Top critical review
Check your credulity at the door
on 15 April 2007
This third volume in the Legacy series is perhaps the easiest read thus far. Denning brings a light touch to composition, leading the reader from sentence to sentence, paragraph to paragraph, chapter to chapter. It's a wonderful experience to be carried along so effortlessly, caught up in a spell that for a short time obscures the world outside these pages.
If you can afford to stay in that zone, the book might work better for you than if you have to read it in sections over a period of a week or more, in which case the twisted plot and the large cast make rereading previous portions of the book a necessity in picking up the threads.

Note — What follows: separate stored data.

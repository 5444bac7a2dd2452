//! Outbound HTTP plumbing shared by the API-backed tools.
//!
//! Base-URL rules: email calls prefer the per-session base URL from the
//! request and fall back to the configured one; calendar calls always use
//! the fixed environment base URL. Session headers carry the bearer token;
//! calendar requests additionally advertise iCal support.

use attache_core::error::ToolError;
use attache_core::tool::SessionContext;
use serde_json::Value;
use tracing::{debug, warn};

/// Which downstream service a request targets.
#[derive(Debug, Clone, Copy, PartialEq, Eq)]
enum Service {
    Email,
    Calendar,
}

/// Shared client for the email and calendar APIs.
pub struct ApiClient {
    client: reqwest::Client,
    email_base_fallback: String,
    calendar_base: String,
}

impl ApiClient {
    pub fn new(email_base_fallback: impl Into<String>, calendar_base: impl Into<String>) -> Self {
        let client = reqwest::Client::builder()
            .timeout(std::time::Duration::from_secs(30))
            .build()
            .expect("Failed to create HTTP client");
        Self {
            client,
            email_base_fallback: email_base_fallback.into(),
            calendar_base: calendar_base.into(),
        }
    }

    /// Normalize and join a base URL and an endpoint path: trailing slashes
    /// are stripped from the base, a leading slash is ensured on the path.
    pub fn join_url(base: &str, path: &str) -> String {
        let base = base.trim_end_matches('/');
        if path.starts_with('/') {
            format!("{base}{path}")
        } else {
            format!("{base}/{path}")
        }
    }

    pub async fn get_email(
        &self,
        ctx: &SessionContext,
        path: &str,
        query: &[(&str, String)],
    ) -> Result<Value, ToolError> {
        self.request(Service::Email, reqwest::Method::GET, ctx, path, query, None)
            .await
    }

    pub async fn post_email(
        &self,
        ctx: &SessionContext,
        path: &str,
        body: Value,
    ) -> Result<Value, ToolError> {
        self.request(Service::Email, reqwest::Method::POST, ctx, path, &[], Some(body))
            .await
    }

    pub async fn get_calendar(
        &self,
        ctx: &SessionContext,
        path: &str,
        query: &[(&str, String)],
    ) -> Result<Value, ToolError> {
        self.request(Service::Calendar, reqwest::Method::GET, ctx, path, query, None)
            .await
    }

    pub async fn post_calendar(
        &self,
        ctx: &SessionContext,
        path: &str,
        body: Value,
    ) -> Result<Value, ToolError> {
        self.request(
            Service::Calendar,
            reqwest::Method::POST,
            ctx,
            path,
            &[],
            Some(body),
        )
        .await
    }

    async fn request(
        &self,
        service: Service,
        method: reqwest::Method,
        ctx: &SessionContext,
        path: &str,
        query: &[(&str, String)],
        body: Option<Value>,
    ) -> Result<Value, ToolError> {
        let token = ctx.token().ok_or_else(|| {
            ToolError::SessionRequired("this request requires the user's session".into())
        })?;

        let base = match service {
            Service::Email => ctx.base_url().unwrap_or(&self.email_base_fallback),
            Service::Calendar => &self.calendar_base,
        };
        let url = Self::join_url(base, path);
        debug!(%url, ?service, "Outbound API request");

        let mut request = self
            .client
            .request(method, &url)
            .header("Authorization", format!("Bearer {token}"));
        if service == Service::Calendar {
            request = request.header("X-Supports-Ical", "true");
        }
        if !query.is_empty() {
            request = request.query(query);
        }
        if let Some(body) = body {
            request = request.json(&body);
        }

        let response = request.send().await.map_err(|e| ToolError::ExecutionFailed {
            tool_name: path.to_string(),
            reason: e.to_string(),
        })?;

        let status = response.status().as_u16();
        if status >= 400 {
            let message = response.text().await.unwrap_or_default();
            warn!(status, %url, "Upstream API error");
            return Err(ToolError::Upstream { status, message });
        }

        response.json().await.map_err(|e| ToolError::ExecutionFailed {
            tool_name: path.to_string(),
            reason: format!("invalid JSON from upstream: {e}"),
        })
    }
}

The series limps along without any additional information about what's causing this galaxy-wide conflict, so leave behind any such expectations, then get ready to swallow this: Han Solo, the newly minted Correllian nationalist, is sent along with Leia as emissary to convince the Hapes Consortium to remain neutral in Corellia's conflict with the Galactic Alliance. In reality, they've been sent as bait to lure Queen Tenel Ka into the open for an assassination attempt, part of a wider plot to install a pro-Corellian government on Hapes. Realizing they've been set-up, Han and Leia try to warn the Queen, only to be caught up in the shooting once the assassin strikes. Everyone thinks Han and Leia are part of the plan and so the two play along, teaming up with and helping the frustrated assassin escape so that they can uncover the plotters. From there it just gets sillier, as the Solos convince the assassin's handler that they are in fact part of a plot to kill the former Jedi and longtime friend of the family, and later when the shooting resumes to do nothing to save the Queen in order to protect their credentials as Corellian nationalists.
As if that weren't incredulous enough, there's the 80-year old assassin who gives Jacen a run for his money. The big, bad, dark-sider is saved from extinction by his 5-year old daughter (who tawks with an annoyingly steweotypical wisp). Luke and Mara's 13-year old son, Ben, who in the previous volume was for the very first time sensitively written, is reduced by Denning into a whiny, petulant teenager.
Then there's the problem of death, or more specifically how all the major and even minor characters avoid it. This book is packed with violent encounters of all kinds - Mara and Luke take on Lumiya; the assassin shoots it up with the Hapes Royal Guard before trading lightsaber blows with Jacen; Alema goes a round with Mara; Jaina and Zekk are pounded by two YVH battle droids and a dozen starfighters and later have to evacuate spacecraft twice; the Falcon, limping along without shields, is rocked by a massive turbolaser blast; and out of all this carnage, the only corpses in sight are a Jedi you likely won't remember from the Dark Nest trilogy and Leia's two Noghri bodyguards.
In the end, the pro-Corellian plot is put down, all the major and supporting characters have survived (a few with treatable wounds), Luke and Mara seem no wiser about Jacen's turn to the dark side (though they do finally assert their parental rights to take their son back to Coruscant), and about the only development of significance seems to be the beginning of a rivalry between Jacen and Lumiya. In other words, nothing much happens to advance the story.
Which is why Denning's writing saves this from being little more than an exercise in selling more product to Star Wars fans.